- PROBLEM -
Word for word, restate the lines from the start of the data below through the line containing "pub async fn".

Stored data:
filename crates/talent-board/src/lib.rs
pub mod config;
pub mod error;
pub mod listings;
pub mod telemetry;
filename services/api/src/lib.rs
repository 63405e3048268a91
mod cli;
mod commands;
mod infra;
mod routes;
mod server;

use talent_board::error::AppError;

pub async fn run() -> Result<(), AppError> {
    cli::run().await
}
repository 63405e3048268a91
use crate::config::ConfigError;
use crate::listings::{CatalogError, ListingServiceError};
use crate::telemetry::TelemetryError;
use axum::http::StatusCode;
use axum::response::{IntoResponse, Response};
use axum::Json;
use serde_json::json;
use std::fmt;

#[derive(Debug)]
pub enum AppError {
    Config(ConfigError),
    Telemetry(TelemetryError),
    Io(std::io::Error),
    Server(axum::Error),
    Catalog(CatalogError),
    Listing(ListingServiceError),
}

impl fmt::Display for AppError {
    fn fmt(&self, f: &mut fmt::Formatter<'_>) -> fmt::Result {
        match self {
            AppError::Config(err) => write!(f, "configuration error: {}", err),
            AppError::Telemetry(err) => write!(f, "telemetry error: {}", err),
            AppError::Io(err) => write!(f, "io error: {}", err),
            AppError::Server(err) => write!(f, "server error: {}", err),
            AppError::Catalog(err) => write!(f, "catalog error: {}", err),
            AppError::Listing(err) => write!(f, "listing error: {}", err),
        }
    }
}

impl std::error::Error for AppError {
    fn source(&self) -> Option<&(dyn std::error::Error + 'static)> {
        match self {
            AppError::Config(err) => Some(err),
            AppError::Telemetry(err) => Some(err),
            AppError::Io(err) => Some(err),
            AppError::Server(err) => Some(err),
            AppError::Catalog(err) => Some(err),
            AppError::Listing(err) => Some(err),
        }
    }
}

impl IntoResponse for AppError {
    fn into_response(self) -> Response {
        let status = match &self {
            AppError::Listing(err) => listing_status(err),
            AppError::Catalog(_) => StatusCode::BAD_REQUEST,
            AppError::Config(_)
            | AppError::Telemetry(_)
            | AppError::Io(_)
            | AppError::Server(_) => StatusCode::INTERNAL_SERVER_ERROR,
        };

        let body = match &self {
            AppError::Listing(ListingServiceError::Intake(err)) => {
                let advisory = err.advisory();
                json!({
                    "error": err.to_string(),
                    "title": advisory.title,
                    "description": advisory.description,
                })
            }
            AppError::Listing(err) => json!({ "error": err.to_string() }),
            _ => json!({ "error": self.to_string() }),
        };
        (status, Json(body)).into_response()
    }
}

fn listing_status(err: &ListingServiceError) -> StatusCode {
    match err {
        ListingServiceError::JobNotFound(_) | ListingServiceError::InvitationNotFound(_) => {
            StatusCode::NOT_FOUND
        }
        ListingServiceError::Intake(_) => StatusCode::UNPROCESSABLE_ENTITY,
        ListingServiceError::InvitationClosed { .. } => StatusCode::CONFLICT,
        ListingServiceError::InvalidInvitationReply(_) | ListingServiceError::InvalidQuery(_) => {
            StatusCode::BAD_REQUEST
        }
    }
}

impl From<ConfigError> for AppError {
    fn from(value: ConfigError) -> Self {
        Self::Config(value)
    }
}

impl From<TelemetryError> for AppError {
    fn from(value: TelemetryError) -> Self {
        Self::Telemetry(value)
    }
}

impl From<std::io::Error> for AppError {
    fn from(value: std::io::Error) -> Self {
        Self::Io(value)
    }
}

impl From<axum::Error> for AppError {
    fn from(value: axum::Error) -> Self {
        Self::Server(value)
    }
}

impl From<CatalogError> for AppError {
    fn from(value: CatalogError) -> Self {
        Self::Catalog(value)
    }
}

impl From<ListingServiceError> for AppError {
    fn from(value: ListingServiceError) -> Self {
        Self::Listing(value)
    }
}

- ANSWER TO THE PROBLEM -
filename crates/talent-board/src/lib.rs
pub mod config;
pub mod error;
pub mod listings;
pub mod telemetry;
filename services/api/src/lib.rs
repository 63405e3048268a91
mod cli;
mod commands;
mod infra;
mod routes;
mod server;

use talent_board::error::AppError;

pub async fn run() -> Result<(), AppError> {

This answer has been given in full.